“You know,” he added in a low tone drawing nearer to the Contessa, and fastening upon her a pair of eyes from which fire darted, “you know that young chestnut which my mother, in the winter in which I was born, planted with her own hands beside the big spring in our forest, two leagues from here; before doing anything else I wanted to visit it. ‘The spring is not far advanced,’ I said to myself, ‘very well, if my tree is in leaf, that shall be a sign for me. I also must emerge from the state of torpor in which I am languishing in this cold and dreary castle.’ Do you not feel that these old blackened walls, the symbols now as they were once the instruments of despotism, are a perfect image of the dreariness of winter? They are to me what winter is to my tree.
“Would you believe it, Gina? Yesterday evening at half past seven I came to my chestnut; it had leaves, pretty little leaves that were quite big already! I kissed them, carefully so as not to hurt them. I turned the soil reverently round the dear tree. At once filled with a fresh enthusiasm, I crossed the mountain; I came to Menaggio: I needed a passport to enter Switzerland. The time had flown, it was already one o’clock in the morning when I found myself at Vasi’s door. I thought that I should have to knock for a long time to arouse him, but he was sitting up with three of his friends. At the first word I uttered: ‘You are going to join Napoleon’ he cried; and he fell on my neck. The others too embraced me with rapture. ‘Why am I married?’ I heard one of them say.”

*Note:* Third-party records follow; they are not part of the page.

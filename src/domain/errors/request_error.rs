//! Request error types.

use std::error::Error as StdError;
use std::sync::Arc;

use bytes::Bytes;
use thiserror::Error;

/// Shared, cloneable error cause.
pub type ErrorCause = Arc<dyn StdError + Send + Sync>;

/// Coarse classification of a [`RequestError`].
#[derive(Debug, Clone, Copy, PartialEq, Eq, Hash)]
pub enum ErrorKind {
    /// Malformed input caught before any I/O.
    InvalidRequest,
    /// Connectivity failure or timeout.
    Network,
    /// Non-success HTTP status.
    HttpStatus,
    /// Body does not match the expected shape or encoding.
    Parse,
    /// Image payload could not be decoded.
    Decode,
}

impl std::fmt::Display for ErrorKind {
    fn fmt(&self, f: &mut std::fmt::Formatter<'_>) -> std::fmt::Result {
        match self {
            Self::InvalidRequest => write!(f, "invalid request"),
            Self::Network => write!(f, "network"),
            Self::HttpStatus => write!(f, "http status"),
            Self::Parse => write!(f, "parse"),
            Self::Decode => write!(f, "decode"),
        }
    }
}

/// Terminal failure of a request.
#[derive(Debug, Clone, Error)]
#[allow(missing_docs)]
pub enum RequestError {
    #[error("invalid request: {message}")]
    InvalidRequest {
        message: String,
        #[source]
        source: Option<ErrorCause>,
    },

    #[error("network error: {message}")]
    Network {
        message: String,
        timed_out: bool,
        #[source]
        source: Option<ErrorCause>,
    },

    #[error("server responded with HTTP {status}")]
    HttpStatus { status: u16, body: Bytes },

    #[error("parse error: {message}")]
    Parse {
        message: String,
        #[source]
        source: Option<ErrorCause>,
    },

    #[error("decode error: {message}")]
    Decode {
        message: String,
        #[source]
        source: Option<ErrorCause>,
    },
}

impl RequestError {
    /// Creates invalid request error.
    #[must_use]
    pub fn invalid(message: impl Into<String>) -> Self {
        Self::InvalidRequest {
            message: message.into(),
            source: None,
        }
    }

    /// Creates invalid request error with its cause.
    #[must_use]
    pub fn invalid_with(
        message: impl Into<String>,
        cause: impl StdError + Send + Sync + 'static,
    ) -> Self {
        Self::InvalidRequest {
            message: message.into(),
            source: Some(Arc::new(cause)),
        }
    }

    /// Creates network error.
    #[must_use]
    pub fn network(message: impl Into<String>) -> Self {
        Self::Network {
            message: message.into(),
            timed_out: false,
            source: None,
        }
    }

    /// Creates network error with its cause.
    #[must_use]
    pub fn network_with(
        message: impl Into<String>,
        timed_out: bool,
        cause: impl StdError + Send + Sync + 'static,
    ) -> Self {
        Self::Network {
            message: message.into(),
            timed_out,
            source: Some(Arc::new(cause)),
        }
    }

    /// Creates HTTP status error carrying the raw body.
    #[must_use]
    pub fn http_status(status: u16, body: impl Into<Bytes>) -> Self {
        Self::HttpStatus {
            status,
            body: body.into(),
        }
    }

    /// Creates parse error.
    #[must_use]
    pub fn parse(message: impl Into<String>) -> Self {
        Self::Parse {
            message: message.into(),
            source: None,
        }
    }

    /// Creates parse error with its cause.
    #[must_use]
    pub fn parse_with(
        message: impl Into<String>,
        cause: impl StdError + Send + Sync + 'static,
    ) -> Self {
        Self::Parse {
            message: message.into(),
            source: Some(Arc::new(cause)),
        }
    }

    /// Creates decode error.
    #[must_use]
    pub fn decode(message: impl Into<String>) -> Self {
        Self::Decode {
            message: message.into(),
            source: None,
        }
    }

    /// Creates decode error with its cause.
    #[must_use]
    pub fn decode_with(
        message: impl Into<String>,
        cause: impl StdError + Send + Sync + 'static,
    ) -> Self {
        Self::Decode {
            message: message.into(),
            source: Some(Arc::new(cause)),
        }
    }

    /// Returns the error classification.
    #[must_use]
    pub const fn kind(&self) -> ErrorKind {
        match self {
            Self::InvalidRequest { .. } => ErrorKind::InvalidRequest,
            Self::Network { .. } => ErrorKind::Network,
            Self::HttpStatus { .. } => ErrorKind::HttpStatus,
            Self::Parse { .. } => ErrorKind::Parse,
            Self::Decode { .. } => ErrorKind::Decode,
        }
    }

    /// Returns the HTTP status code for status errors.
    #[must_use]
    pub const fn status(&self) -> Option<u16> {
        match self {
            Self::HttpStatus { status, .. } => Some(*status),
            _ => None,
        }
    }

    /// Returns the raw response body for status errors.
    #[must_use]
    pub const fn body(&self) -> Option<&Bytes> {
        match self {
            Self::HttpStatus { body, .. } => Some(body),
            _ => None,
        }
    }

    /// Returns whether the network call timed out.
    #[must_use]
    pub const fn is_timeout(&self) -> bool {
        matches!(self, Self::Network { timed_out: true, .. })
    }

    /// Returns whether error is network related.
    #[must_use]
    pub const fn is_network_error(&self) -> bool {
        matches!(self, Self::Network { .. })
    }

    /// Returns whether resubmitting the same request may succeed.
    #[must_use]
    pub const fn is_recoverable(&self) -> bool {
        match self {
            Self::Network { .. } => true,
            Self::HttpStatus { status, .. } => *status == 408 || *status == 429 || *status >= 500,
            _ => false,
        }
    }
}
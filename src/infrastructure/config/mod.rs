//! Application configuration.

pub mod app_config;
pub mod args;
pub mod storage;

pub use app_config::{AppConfig, ImageCacheConfig, LogLevel, QueueConfig};
pub use args::{CliArgs, DemoCommand};
pub use storage::{ConfigError, StorageManager};
//! Process-wide client objects, created once and passed explicitly.

use std::sync::Arc;

use tracing::info;

use super::config::AppConfig;
use super::http::ReqwestTransport;
use super::image::{BitmapLruCache, ImageLoader};
use super::queue::RequestQueue;
use crate::domain::errors::RequestError;
use crate::domain::ports::{ImageCachePort, TransportPort};

/// Owns the request queue, bitmap cache and image loader.
#[derive(Debug)]
pub struct ClientContext {
    queue: Arc<RequestQueue>,
    image_cache: Arc<BitmapLruCache>,
    image_loader: ImageLoader,
}

impl ClientContext {
    /// Builds a context backed by the reqwest transport.
    ///
    /// Must be called inside a Tokio runtime.
    ///
    /// # Errors
    /// Returns error if the HTTP client cannot be created.
    pub fn new(config: &AppConfig) -> Result<Self, RequestError> {
        let transport =
            ReqwestTransport::with_options(&config.queue.user_agent, config.queue.timeout())?;
        Ok(Self::with_transport(config, Arc::new(transport)))
    }

    /// Builds a context over any transport.
    #[must_use]
    pub fn with_transport(config: &AppConfig, transport: Arc<dyn TransportPort>) -> Self {
        let queue = Arc::new(RequestQueue::new(config.queue.queue_config(), transport));
        let image_cache = Arc::new(BitmapLruCache::new(config.image_cache.max_bytes));
        let image_loader =
            ImageLoader::new(queue.clone(), image_cache.clone() as Arc<dyn ImageCachePort>);

        info!(
            max_workers = config.queue.max_workers,
            cache_bytes = config.image_cache.max_bytes,
            "Client context ready"
        );

        Self {
            queue,
            image_cache,
            image_loader,
        }
    }

    /// Returns the request queue.
    #[must_use]
    pub fn queue(&self) -> &Arc<RequestQueue> {
        &self.queue
    }

    /// Returns the bitmap cache.
    #[must_use]
    pub fn image_cache(&self) -> &Arc<BitmapLruCache> {
        &self.image_cache
    }

    /// Returns the image loader.
    #[must_use]
    pub const fn image_loader(&self) -> &ImageLoader {
        &self.image_loader
    }

    /// Cancels outstanding requests and stops the dispatcher.
    pub fn shutdown(&self) {
        self.queue.shutdown();
    }
}

#[cfg(test)]
mod tests {
    use super::*;
    use crate::application::parsers::StringParser;
    use crate::domain::entities::Request;
    use crate::domain::ports::mocks::ScriptedTransport;

    #[tokio::test]
    async fn test_context_wires_configured_limits() {
        let mut config = AppConfig::default();
        config.queue.max_workers = 2;
        config.image_cache.max_bytes = 1234;

        let transport = Arc::new(ScriptedTransport::new());
        transport.route("http://mock.test/", "hello");
        let context = ClientContext::with_transport(&config, transport);

        assert_eq!(context.queue().config().max_workers, 2);
        assert_eq!(context.image_cache().max_bytes(), 1234);

        let response = context
            .queue()
            .submit(Request::get("http://mock.test/"), StringParser::new())
            .response()
            .await
            .unwrap()
            .unwrap();
        assert_eq!(response.value(), "hello");

        context.shutdown();
    }

    #[tokio::test]
    async fn test_new_builds_real_transport() {
        let context = ClientContext::new(&AppConfig::default());
        assert!(context.is_ok());
    }
}
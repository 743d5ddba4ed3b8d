//! Application layer with response parsers.

/// Response parsers.
pub mod parsers;

pub use parsers::{
    ImageParser, JsonArrayParser, JsonObjectParser, ParserKind, PullXmlParser, ResponseParser,
    StringParser, TypedParser, XmlEventType, XmlPullCursor,
};
//! Response parsers turning raw bytes into typed values.
//!
//! Every request submitted to the queue is paired with a parser. Parsing
//! runs on a blocking worker after the transport completes and before the
//! result is delivered.

mod image;
mod json;
mod text;
mod typed;
mod xml;

pub use image::ImageParser;
pub use json::{JsonArrayParser, JsonObjectParser};
pub use text::StringParser;
pub use typed::TypedParser;
pub use xml::{PullXmlParser, XmlAttribute, XmlEventType, XmlPullCursor};

use crate::domain::entities::RawResponse;
use crate::domain::errors::RequestError;

/// Shape of the value a parser produces.
#[derive(Debug, Clone, Copy, PartialEq, Eq, Hash)]
pub enum ParserKind {
    /// Decoded text.
    PlainText,
    /// JSON object.
    JsonObject,
    /// JSON array.
    JsonArray,
    /// Value deserialized into a caller-supplied type.
    TypedObject,
    /// Decoded bitmap.
    RawImage,
    /// Forward-only XML event cursor.
    PullXml,
}

impl std::fmt::Display for ParserKind {
    fn fmt(&self, f: &mut std::fmt::Formatter<'_>) -> std::fmt::Result {
        match self {
            Self::PlainText => write!(f, "text"),
            Self::JsonObject => write!(f, "json-object"),
            Self::JsonArray => write!(f, "json-array"),
            Self::TypedObject => write!(f, "typed"),
            Self::RawImage => write!(f, "image"),
            Self::PullXml => write!(f, "xml"),
        }
    }
}

/// Converts a raw response into a typed value.
pub trait ResponseParser: Send + Sync + 'static {
    /// Parsed value type.
    type Output: Send + 'static;

    /// Returns the parser variant, used for logging.
    fn kind(&self) -> ParserKind;

    /// Parses the response.
    ///
    /// # Errors
    /// Returns `ParseError` (or `DecodeError` for images) when the body does
    /// not match the expected shape or encoding.
    fn parse(&self, response: &RawResponse) -> Result<Self::Output, RequestError>;
}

Signora Pietranera had grown pensive. She felt that she must offer a few objections. If Fabrizio had had the slightest experience of life, he would have seen quite well that the Contessa herself did not believe in the sound reasons which she hastened to urge on him. But, failing experience, he had resolution; he did not condescend even to hear what those reasons were. The Contessa presently came down to making him promise that at least he would inform his mother of his intention.
“She will tell my sisters, and those women will betray me without knowing it!” cried Fabrizio with a sort of heroic grandeur.
“You should speak more respectfully,” said the Contessa, smiling through her tears, “of the sex that will make your fortune; for you will never appeal to men, you have too much fire for prosaic souls.”
The Marchesa dissolved in tears on learning her son’s strange plan; she could not feel its heroism, and did everything in her power to keep him at home. When she was convinced that nothing in the world, except the walls of a prison, could prevent him from starting, she handed over to him the little money that she possessed; then she remembered that she had also, the day before, received nine or ten small diamonds, worth perhaps ten thousand francs, which the Marchese had entrusted to her to take to Milan to be set. Fabrizio’s sisters came into their mother’s room while the Contessa was sewing these diamonds into our hero’s travelling coat; he handed the poor women back their humble napoleons. His sisters were so enthusiastic over his plan, they kissed him with so clamorous a joy that he took in his hand the diamonds that had still to be concealed and was for starting off there and then.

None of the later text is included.